MyChart and a New York hospital system are now embroiled in litigation in New York. Plaintiffs’ allegations: The hospital system, through internet tracking technologies (aka MyChart), improperly disclosed their private health information to Facebook for monetary gain. The hospital system is being sued for HIPAA and Wiretap Act violations. A federal trial court has refused to grant the hospital’s motion to dismiss.
The lesson: You can perceive benefits to using MyChart and similar platforms—you can access doctors’ notes from a recent visit or the results of a lab test—but sometimes privacy becomes paramount. If you need to keep medical information private, don’t access online platforms.
Overview of HIPAA’s revised privacy rule
HIPAA has always required group health plans, medical providers and business associates to keep private patients’ personal health information. After Dobbs v. Jackson Women’s Health Organization, which reversed Roe v. Wade, some viewed HIPAA’s privacy provisions as insufficient to protect women’s reproductive health-care choices.
To close these so-called loopholes, the Department of Health and Human Services issued final regulations in April 2024 to update HIPAA’s privacy provisions as they apply to reproductive health care.
Group health plans and other HIPAA-covered entities must pay attention to the regs’ new prohibitions on disclosing employees’ PHI. HIPAA-covered entities are prohibited from disclosing patients’ protected health information for either:
- Conducting a criminal, civil or administrative investigation into or imposing criminal, civil or administrative liability on any person for seeking, obtaining, providing or facilitating reproductive health care, when the health care is lawful under the circumstances in which it is provided
- Identifying any person for the purpose of conducting an investigation or imposing liability.
These two prohibitions apply if HIPAA-covered entities reasonably determine that one or more of the following conditions exists:
- The reproductive health care is lawful under the law of the state in which it’s provided.
- The reproductive health care is protected, required or authorized by federal law, including the Constitution, regardless of the state in which the health care is provided (e.g., contraceptive health care).
- The reproductive health care is provided by a person other than the HIPAA-covered entity that receives the request for PHI, and the person providing the care presumes the health care provided is legal.
Under this beefed-up privacy rule, HIPAA-covered entities’ disclosures for law enforcement purposes are limited to instances when they reasonably suspect a patient of obtaining reproductive health-care services—lawful or otherwise—if:
- The disclosure isn’t subject to the above prohibition.
- The disclosure is required by law.
- The disclosure meets all applicable conditions of HIPAA’s privacy-rule permission to use or disclose PHI, as required by law.

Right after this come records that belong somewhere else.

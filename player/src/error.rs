use thiserror::Error;

#[derive(Debug, Error)]
pub enum PlayerError {
    #[error("unknown tightness: {0}")]
    UnknownTightness(String),
}
use otogame_charter::ChartEvent;
use otogame_player::game::JudgementCounts;
use otogame_player::{InputEvent, Judgement, JudgeWindow, PlayRuntime};

fn window() -> JudgeWindow {
    JudgeWindow {
        perfect: 0.040,
        great: 0.080,
        good: 0.120,
    }
}

fn single_tap() -> PlayRuntime {
    PlayRuntime::new(vec![ChartEvent::tap(2.0, 0)], window(), 6)
}

#[test]
fn press_inside_perfect_window() {
    let mut rt = single_tap();
    assert_eq!(rt.on_lane_press(0, 2.010), Some(Judgement::Perfect));
    assert_eq!(rt.score, 1000);
    assert_eq!(rt.combo, 1);
    assert_eq!(rt.counts.perfect, 1);
    assert_eq!(rt.hit_errors.len(), 1);
    assert!((rt.hit_errors[0] - 0.010).abs() < 1e-5);
}

#[test]
fn unplayed_note_is_swept_as_miss() {
    let mut rt = single_tap();
    rt.sweep(2.100);
    assert_eq!(rt.counts.miss, 0);

    rt.sweep(2.121);
    assert_eq!(rt.combo, 0);
    assert_eq!(rt.counts.miss, 1);
    assert_eq!(rt.score, 0);
    assert!(rt.is_finished());
    assert_eq!(rt.hit_log[0].error, None);

    // the late press finds nothing left to judge
    assert_eq!(rt.on_lane_press(0, 2.300), None);
    assert_eq!(rt.counts.miss, 1);
}

#[test]
fn hold_released_inside_tail_window_completes() {
    let mut rt = PlayRuntime::new(vec![ChartEvent::hold(1.0, 2.0, 2)], window(), 6);
    assert_eq!(rt.on_lane_press(2, 1.02), Some(Judgement::Perfect));
    rt.sweep(1.5);
    rt.on_lane_release(2, 1.95);

    assert_eq!(rt.score, 1500);
    assert_eq!(rt.score, rt.max_score());
    assert_eq!(rt.combo, 1);
    assert!(rt.is_finished());
}

#[test]
fn closer_press_never_judges_worse() {
    let w = window();
    let mut deltas: Vec<f32> = (0..=120).map(|ms| ms as f32 / 1000.0).collect();
    deltas.extend(deltas.clone().iter().map(|d| -d));

    for &d1 in &deltas {
        for &d2 in &deltas {
            if d1.abs() < d2.abs() {
                assert!(
                    w.judge(d1).points() >= w.judge(d2).points(),
                    "{} judged worse than {}",
                    d1,
                    d2
                );
            }
        }
    }
}

#[test]
fn score_never_exceeds_max() {
    let chart = vec![
        ChartEvent::tap(1.0, 0),
        ChartEvent::tap(1.0, 3),
        ChartEvent::hold(1.5, 2.5, 1),
        ChartEvent::tap(2.0, 0),
        ChartEvent::tap(2.25, 4),
        ChartEvent::hold(3.0, 3.6, 5),
    ];
    let max = PlayRuntime::new(chart.clone(), window(), 6).max_score();

    // mash every lane on a fine grid
    let mut rt = PlayRuntime::new(chart.clone(), window(), 6);
    let mut t = 0.5;
    while t < 4.5 {
        for lane in 0..6 {
            rt.sweep(t);
            rt.apply(&InputEvent::press(lane, t));
            rt.apply(&InputEvent::release(lane, t + 0.01));
        }
        t += 0.05;
    }
    rt.sweep(10.0);
    assert!(rt.score <= max);
    assert!(rt.is_finished());

    let mut auto = PlayRuntime::new(chart, window(), 6);
    auto.autoplay(10.0);
    assert_eq!(auto.score, max);
}

#[test]
fn ghost_tap_changes_nothing() {
    let mut rt = PlayRuntime::new(vec![ChartEvent::tap(1.0, 0)], window(), 6);
    rt.on_lane_press(0, 1.0);
    let before = (rt.score, rt.combo, rt.counts);

    // lane 0 is exhausted, lane 4 never had notes
    assert_eq!(rt.on_lane_press(0, 1.5), None);
    assert_eq!(rt.on_lane_press(4, 1.0), None);
    rt.on_lane_release(4, 1.1);

    assert_eq!((rt.score, rt.combo, rt.counts), before);
    assert_ne!(rt.counts, JudgementCounts::default());
}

To tie this together, the PHI requestor must sign an attestation and present it to a group health plan or other HIPAA-covered entity. The HHS has a model attestation you can access here.
The predictable lawsuit
Texas is suing to invalidate this rule and the original HIPAA privacy regulations, which date to 2000, as those regs relate to limiting disclosures to state investigators.
Crux of Texas’ argument: The HIPAA-covered entity determines if the reproductive health care it furnished was lawful, and not the state officials tasked with enforcing the law.
Does Texas have a legal leg to stand on? Maybe; it’s too early to tell.